The symptoms of trichomoniasis are common in women, and they include greenish-yellow vaginal discharge, lower abdominal pain, discomfort during intercourse, vaginal itching and painful urination, explains WebMD. Men tend to not have symptoms, but when they occur, they include mild discharge, irritation in the penis and burning after urination.
Trichomoniasis is a sexually transmitted infection caused by a virus called Trichomonas vaginalis, states WebMD. Women are more vulnerable to this disease, although men contract it and pass it to their partners during intercourse. In women, symptoms tend to appear within five to 28 days after getting the infection. Trichomoniasis improves the risk of getting other sexually transmitted diseases because it causes genital inflammation, making a person vulnerable to HIV. Pregnant women suffering from this condition are more likely to have an early delivery.
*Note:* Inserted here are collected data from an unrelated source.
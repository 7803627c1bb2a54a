use serde::{Deserialize, Serialize};

use crate::core::error::ConfigurationError;

/// Symbols accepted by the aligner in addition to {A,C,G,T}. They stand for
/// masked or unknown positions and never match anything, themselves included.
pub const MASK_SYMBOLS: [u8; 2] = [b'N', b'X'];

/// Immutable scoring parameters for local alignment.
///
/// Mismatch and gap costs are stored as non-negative magnitudes and
/// subtracted during scoring.
#[derive(Debug, Clone, Copy, PartialEq, Eq, Serialize, Deserialize)]
pub struct ScoringScheme {
    match_reward: i32,
    mismatch_penalty: i32,
    gap_cost: i32,
}

impl ScoringScheme {
    /// # Errors
    ///
    /// Returns `ConfigurationError::InvalidScoringScheme` unless
    /// `match_reward > 0`, `mismatch_penalty >= 0` and `gap_cost >= 0`.
    pub fn new(
        match_reward: i32,
        mismatch_penalty: i32,
        gap_cost: i32,
    ) -> Result<Self, ConfigurationError> {
        if match_reward <= 0 {
            return Err(ConfigurationError::InvalidScoringScheme(format!(
                "match reward must be positive, got {match_reward}"
            )));
        }
        if mismatch_penalty < 0 {
            return Err(ConfigurationError::InvalidScoringScheme(format!(
                "mismatch penalty must be non-negative, got {mismatch_penalty}"
            )));
        }
        if gap_cost < 0 {
            return Err(ConfigurationError::InvalidScoringScheme(format!(
                "gap cost must be non-negative, got {gap_cost}"
            )));
        }
        Ok(Self {
            match_reward,
            mismatch_penalty,
            gap_cost,
        })
    }

    #[must_use]
    pub fn match_reward(&self) -> i32 {
        self.match_reward
    }

    #[must_use]
    pub fn mismatch_penalty(&self) -> i32 {
        self.mismatch_penalty
    }

    #[must_use]
    pub fn gap_cost(&self) -> i32 {
        self.gap_cost
    }

    /// Score for aligning `a` against `b`
    #[inline]
    #[must_use]
    pub fn substitution(&self, a: u8, b: u8) -> i64 {
        if a == b && !MASK_SYMBOLS.contains(&a) {
            i64::from(self.match_reward)
        } else {
            -i64::from(self.mismatch_penalty)
        }
    }
}

impl Default for ScoringScheme {
    fn default() -> Self {
        Self {
            match_reward: 2,
            mismatch_penalty: 2,
            gap_cost: 1,
        }
    }
}

#[cfg(test)]
mod tests {
    use super::*;

    #[test]
    fn test_valid_scheme() {
        let scheme = ScoringScheme::new(2, 2, 1).unwrap();
        assert_eq!(scheme, ScoringScheme::default());
        assert_eq!(scheme.substitution(b'A', b'A'), 2);
        assert_eq!(scheme.substitution(b'A', b'C'), -2);
    }

    #[test]
    fn test_zero_costs_allowed() {
        let scheme = ScoringScheme::new(1, 0, 0).unwrap();
        assert_eq!(scheme.substitution(b'G', b'T'), 0);
        assert_eq!(scheme.gap_cost(), 0);
    }

    #[test]
    fn test_invalid_schemes() {
        assert!(matches!(
            ScoringScheme::new(0, 1, 1),
            Err(ConfigurationError::InvalidScoringScheme(_))
        ));
        assert!(matches!(
            ScoringScheme::new(-2, 1, 1),
            Err(ConfigurationError::InvalidScoringScheme(_))
        ));
        assert!(ScoringScheme::new(2, -1, 1).is_err());
        assert!(ScoringScheme::new(2, 1, -1).is_err());
    }

    #[test]
    fn test_extreme_parameters_accepted() {
        let scheme = ScoringScheme::new(i32::MAX, i32::MAX, i32::MAX).unwrap();
        assert_eq!(scheme.substitution(b'A', b'A'), i64::from(i32::MAX));
        assert_eq!(scheme.substitution(b'A', b'C'), -i64::from(i32::MAX));
    }

    #[test]
    fn test_masked_symbols_never_match() {
        let scheme = ScoringScheme::default();
        assert_eq!(scheme.substitution(b'N', b'N'), -2);
        assert_eq!(scheme.substitution(b'X', b'X'), -2);
        assert_eq!(scheme.substitution(b'X', b'A'), -2);
    }
}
It is not possible to diagnose trichomoniasis using the symptoms alone, according to the Centers for Disease Control and Prevention. A doctor carries out a laboratory test to diagnose the condition. Doctors prescribe antibiotic medications, such as metronidazole or tinidazole, to treat trichomoniasis. This medication is in the form of pills. Health care providers recommend metronidazole for pregnant women suffering from the condition. Avoid sex until the condition clears up.